**What you have to do**:
From the top of the records below, return each line exactly, ending with the line that contains "available in the".

**Provided data**:

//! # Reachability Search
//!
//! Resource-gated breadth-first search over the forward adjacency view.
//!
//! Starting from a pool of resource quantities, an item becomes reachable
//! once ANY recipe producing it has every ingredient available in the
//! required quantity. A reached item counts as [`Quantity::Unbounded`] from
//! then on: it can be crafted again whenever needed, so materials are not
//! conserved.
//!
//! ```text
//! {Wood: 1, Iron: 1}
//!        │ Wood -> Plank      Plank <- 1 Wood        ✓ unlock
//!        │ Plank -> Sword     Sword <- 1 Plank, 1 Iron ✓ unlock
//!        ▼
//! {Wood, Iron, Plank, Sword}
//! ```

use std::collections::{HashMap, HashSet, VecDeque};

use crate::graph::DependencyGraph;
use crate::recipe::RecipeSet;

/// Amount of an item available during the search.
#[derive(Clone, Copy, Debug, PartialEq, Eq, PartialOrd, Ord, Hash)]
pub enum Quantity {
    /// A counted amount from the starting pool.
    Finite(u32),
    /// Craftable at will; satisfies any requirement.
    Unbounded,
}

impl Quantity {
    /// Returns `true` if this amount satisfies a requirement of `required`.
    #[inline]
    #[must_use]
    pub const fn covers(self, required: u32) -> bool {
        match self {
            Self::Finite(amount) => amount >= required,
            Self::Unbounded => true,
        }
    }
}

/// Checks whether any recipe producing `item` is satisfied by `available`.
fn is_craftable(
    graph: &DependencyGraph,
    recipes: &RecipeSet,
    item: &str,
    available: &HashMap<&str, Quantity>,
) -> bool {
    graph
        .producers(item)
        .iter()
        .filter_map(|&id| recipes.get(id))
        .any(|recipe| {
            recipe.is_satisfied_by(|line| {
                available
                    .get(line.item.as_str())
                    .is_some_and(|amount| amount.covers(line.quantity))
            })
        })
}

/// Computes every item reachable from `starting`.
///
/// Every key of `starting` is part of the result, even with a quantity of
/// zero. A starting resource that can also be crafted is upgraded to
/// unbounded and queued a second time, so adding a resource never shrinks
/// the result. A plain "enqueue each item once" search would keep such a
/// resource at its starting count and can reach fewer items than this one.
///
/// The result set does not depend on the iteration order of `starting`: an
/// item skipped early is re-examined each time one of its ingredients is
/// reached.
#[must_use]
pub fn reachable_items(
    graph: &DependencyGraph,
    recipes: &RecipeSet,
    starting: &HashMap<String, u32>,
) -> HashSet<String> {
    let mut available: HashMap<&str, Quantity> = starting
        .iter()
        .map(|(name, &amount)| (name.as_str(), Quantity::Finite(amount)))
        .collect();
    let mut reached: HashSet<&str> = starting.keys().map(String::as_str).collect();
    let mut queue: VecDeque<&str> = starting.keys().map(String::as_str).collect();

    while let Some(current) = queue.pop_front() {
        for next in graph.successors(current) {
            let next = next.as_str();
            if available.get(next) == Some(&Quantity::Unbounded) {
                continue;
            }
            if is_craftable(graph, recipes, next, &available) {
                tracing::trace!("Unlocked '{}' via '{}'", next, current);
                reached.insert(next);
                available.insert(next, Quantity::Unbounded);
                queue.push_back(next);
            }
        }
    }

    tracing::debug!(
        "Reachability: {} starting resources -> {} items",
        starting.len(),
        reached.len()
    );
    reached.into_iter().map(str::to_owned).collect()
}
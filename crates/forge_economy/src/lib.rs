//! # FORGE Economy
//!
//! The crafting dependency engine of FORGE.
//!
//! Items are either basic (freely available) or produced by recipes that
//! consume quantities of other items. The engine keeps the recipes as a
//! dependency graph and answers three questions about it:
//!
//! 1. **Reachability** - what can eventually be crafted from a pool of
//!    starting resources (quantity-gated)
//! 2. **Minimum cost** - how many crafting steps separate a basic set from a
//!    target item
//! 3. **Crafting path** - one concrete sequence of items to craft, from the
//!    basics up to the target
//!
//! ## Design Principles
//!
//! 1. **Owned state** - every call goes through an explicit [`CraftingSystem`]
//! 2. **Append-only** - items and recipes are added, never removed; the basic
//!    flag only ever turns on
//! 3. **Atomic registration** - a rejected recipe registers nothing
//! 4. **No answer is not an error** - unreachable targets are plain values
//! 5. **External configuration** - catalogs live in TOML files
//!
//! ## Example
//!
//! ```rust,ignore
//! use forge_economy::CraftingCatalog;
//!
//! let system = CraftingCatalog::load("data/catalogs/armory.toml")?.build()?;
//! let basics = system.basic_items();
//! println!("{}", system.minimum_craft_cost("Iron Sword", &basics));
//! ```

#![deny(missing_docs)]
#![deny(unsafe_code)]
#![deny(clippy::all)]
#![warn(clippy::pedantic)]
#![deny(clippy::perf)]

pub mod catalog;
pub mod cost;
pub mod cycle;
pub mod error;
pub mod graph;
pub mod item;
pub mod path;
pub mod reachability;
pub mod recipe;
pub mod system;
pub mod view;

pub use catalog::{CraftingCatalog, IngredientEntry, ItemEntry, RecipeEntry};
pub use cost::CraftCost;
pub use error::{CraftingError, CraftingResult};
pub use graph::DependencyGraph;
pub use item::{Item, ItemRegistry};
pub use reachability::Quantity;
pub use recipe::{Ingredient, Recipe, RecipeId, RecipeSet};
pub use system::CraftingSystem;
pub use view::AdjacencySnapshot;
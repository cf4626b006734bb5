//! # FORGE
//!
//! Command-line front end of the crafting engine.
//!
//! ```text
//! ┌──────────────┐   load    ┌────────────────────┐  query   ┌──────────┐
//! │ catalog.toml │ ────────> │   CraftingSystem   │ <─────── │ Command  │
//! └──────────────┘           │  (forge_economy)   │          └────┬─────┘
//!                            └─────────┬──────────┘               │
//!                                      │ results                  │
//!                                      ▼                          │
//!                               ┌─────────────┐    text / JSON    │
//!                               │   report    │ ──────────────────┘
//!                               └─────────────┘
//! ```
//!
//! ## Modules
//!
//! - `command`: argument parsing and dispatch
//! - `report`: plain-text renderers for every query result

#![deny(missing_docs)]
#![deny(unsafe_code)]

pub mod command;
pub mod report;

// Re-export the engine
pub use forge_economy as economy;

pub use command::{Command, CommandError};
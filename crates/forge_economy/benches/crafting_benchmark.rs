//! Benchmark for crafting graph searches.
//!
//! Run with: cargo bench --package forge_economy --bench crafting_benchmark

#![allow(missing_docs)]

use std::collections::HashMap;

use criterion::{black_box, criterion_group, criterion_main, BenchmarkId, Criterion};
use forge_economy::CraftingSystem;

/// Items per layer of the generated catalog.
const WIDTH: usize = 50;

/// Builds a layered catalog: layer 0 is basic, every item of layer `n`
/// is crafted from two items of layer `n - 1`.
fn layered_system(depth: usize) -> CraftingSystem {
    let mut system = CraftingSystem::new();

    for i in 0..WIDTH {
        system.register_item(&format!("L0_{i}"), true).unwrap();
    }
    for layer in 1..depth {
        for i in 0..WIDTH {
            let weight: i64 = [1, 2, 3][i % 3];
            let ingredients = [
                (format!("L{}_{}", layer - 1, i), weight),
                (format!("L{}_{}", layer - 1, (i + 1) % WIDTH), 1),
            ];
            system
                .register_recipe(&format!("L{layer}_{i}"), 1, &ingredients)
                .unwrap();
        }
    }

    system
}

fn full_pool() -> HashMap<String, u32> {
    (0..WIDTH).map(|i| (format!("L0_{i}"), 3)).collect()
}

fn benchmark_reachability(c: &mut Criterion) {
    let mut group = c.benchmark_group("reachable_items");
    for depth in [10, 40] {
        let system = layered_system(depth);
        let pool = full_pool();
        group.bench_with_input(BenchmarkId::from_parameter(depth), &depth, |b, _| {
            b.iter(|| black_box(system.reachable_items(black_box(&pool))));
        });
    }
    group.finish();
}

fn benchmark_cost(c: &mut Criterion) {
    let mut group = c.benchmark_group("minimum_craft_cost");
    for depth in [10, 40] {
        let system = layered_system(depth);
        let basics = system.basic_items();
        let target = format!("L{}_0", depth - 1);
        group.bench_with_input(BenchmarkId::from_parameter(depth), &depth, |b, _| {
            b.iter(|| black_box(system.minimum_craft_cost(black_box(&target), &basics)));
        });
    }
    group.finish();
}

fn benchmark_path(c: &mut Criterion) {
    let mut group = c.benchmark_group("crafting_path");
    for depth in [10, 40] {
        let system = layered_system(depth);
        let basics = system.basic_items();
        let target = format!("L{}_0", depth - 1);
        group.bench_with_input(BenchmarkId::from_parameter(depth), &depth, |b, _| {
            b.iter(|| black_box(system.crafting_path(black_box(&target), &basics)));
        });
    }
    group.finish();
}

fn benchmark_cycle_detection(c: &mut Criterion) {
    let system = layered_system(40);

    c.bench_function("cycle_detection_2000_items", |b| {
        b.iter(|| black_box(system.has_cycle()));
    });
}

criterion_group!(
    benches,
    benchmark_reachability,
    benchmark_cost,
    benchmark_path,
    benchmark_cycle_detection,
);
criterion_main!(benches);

**Exercise result**:
//! # Reachability Search
//!
//! Resource-gated breadth-first search over the forward adjacency view.
//!
//! Starting from a pool of resource quantities, an item becomes reachable
//! once ANY recipe producing it has every ingredient available in the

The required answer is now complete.